WHAT NEEDS TO BE DONE: Search the data for the string "parent" and copy each line in which it appears.

Stored data:
····················
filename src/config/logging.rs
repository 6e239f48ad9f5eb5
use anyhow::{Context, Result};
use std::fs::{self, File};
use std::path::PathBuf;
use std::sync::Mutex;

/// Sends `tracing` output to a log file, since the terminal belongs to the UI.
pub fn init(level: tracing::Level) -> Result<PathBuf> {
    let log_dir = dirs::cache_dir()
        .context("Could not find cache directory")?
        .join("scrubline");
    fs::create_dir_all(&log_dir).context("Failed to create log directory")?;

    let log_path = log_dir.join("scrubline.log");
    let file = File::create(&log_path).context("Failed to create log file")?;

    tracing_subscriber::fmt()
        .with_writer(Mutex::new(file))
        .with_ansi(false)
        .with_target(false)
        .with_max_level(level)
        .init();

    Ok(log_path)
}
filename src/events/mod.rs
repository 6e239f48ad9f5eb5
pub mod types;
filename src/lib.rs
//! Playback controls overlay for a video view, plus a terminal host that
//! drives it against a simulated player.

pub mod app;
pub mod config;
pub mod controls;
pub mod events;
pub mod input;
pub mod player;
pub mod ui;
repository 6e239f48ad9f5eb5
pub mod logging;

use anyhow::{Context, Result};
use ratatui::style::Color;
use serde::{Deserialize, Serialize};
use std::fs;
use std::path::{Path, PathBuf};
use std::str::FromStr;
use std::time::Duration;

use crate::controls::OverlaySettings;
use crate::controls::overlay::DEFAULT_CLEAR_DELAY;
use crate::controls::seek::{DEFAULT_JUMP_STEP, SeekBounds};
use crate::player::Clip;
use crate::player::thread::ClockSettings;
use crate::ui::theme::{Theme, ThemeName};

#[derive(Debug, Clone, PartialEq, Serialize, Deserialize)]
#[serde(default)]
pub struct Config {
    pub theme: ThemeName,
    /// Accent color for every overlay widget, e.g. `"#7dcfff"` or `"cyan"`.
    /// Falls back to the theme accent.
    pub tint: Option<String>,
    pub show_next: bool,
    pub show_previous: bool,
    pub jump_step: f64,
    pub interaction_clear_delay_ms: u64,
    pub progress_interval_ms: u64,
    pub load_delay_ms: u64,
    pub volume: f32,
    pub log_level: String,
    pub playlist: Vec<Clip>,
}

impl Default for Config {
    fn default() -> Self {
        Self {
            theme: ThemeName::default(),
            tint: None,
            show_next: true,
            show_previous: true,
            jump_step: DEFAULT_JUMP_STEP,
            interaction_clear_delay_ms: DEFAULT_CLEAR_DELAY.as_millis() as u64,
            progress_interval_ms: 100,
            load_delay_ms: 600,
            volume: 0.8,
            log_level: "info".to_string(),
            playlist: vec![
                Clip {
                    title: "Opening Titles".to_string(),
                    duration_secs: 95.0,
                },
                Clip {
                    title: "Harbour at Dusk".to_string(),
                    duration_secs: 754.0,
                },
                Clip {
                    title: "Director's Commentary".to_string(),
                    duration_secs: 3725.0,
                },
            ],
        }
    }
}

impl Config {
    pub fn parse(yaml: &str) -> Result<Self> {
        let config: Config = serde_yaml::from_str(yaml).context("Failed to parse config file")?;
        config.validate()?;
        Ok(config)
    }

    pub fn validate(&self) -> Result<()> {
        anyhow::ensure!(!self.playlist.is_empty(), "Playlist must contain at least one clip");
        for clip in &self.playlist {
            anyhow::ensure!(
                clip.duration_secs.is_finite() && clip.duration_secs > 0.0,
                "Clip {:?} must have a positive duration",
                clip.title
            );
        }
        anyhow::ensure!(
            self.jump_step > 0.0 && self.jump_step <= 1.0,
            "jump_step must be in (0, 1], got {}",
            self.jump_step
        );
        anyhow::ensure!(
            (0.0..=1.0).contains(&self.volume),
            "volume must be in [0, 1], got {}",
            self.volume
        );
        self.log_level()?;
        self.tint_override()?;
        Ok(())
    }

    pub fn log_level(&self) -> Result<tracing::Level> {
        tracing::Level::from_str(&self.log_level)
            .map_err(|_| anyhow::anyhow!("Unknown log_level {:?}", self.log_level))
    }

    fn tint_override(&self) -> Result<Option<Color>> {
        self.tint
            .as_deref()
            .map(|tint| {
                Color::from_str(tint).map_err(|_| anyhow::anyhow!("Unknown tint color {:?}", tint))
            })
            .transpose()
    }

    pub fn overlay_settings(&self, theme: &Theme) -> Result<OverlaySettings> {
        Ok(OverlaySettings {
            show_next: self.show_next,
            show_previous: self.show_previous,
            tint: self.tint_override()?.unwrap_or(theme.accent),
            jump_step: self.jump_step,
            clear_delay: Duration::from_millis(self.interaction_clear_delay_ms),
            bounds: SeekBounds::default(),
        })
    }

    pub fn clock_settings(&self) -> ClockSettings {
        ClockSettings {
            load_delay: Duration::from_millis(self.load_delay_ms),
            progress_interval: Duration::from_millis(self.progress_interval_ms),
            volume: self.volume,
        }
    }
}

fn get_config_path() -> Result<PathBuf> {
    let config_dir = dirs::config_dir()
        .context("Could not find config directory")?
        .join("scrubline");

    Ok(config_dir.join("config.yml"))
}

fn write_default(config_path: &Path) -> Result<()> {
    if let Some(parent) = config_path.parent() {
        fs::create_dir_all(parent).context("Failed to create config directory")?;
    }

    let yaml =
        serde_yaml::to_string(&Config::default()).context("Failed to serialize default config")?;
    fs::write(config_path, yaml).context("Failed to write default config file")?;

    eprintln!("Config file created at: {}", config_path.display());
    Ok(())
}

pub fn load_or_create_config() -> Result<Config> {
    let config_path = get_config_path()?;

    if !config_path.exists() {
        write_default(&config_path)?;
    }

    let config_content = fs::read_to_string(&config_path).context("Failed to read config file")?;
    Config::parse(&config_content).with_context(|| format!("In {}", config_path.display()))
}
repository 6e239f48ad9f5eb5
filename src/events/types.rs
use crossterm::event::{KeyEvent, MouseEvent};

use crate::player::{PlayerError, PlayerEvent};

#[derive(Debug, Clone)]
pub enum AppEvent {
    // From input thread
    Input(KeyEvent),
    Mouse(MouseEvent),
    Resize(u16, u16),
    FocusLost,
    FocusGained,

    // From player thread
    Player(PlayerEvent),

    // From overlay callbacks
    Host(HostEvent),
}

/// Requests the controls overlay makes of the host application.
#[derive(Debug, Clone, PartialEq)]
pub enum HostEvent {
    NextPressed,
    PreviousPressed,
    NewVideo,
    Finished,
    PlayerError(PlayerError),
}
····················
EXPECTED OUTPUT:
    if let Some(parent) = config_path.parent() {
        fs::create_dir_all(parent).context("Failed to create config directory")?;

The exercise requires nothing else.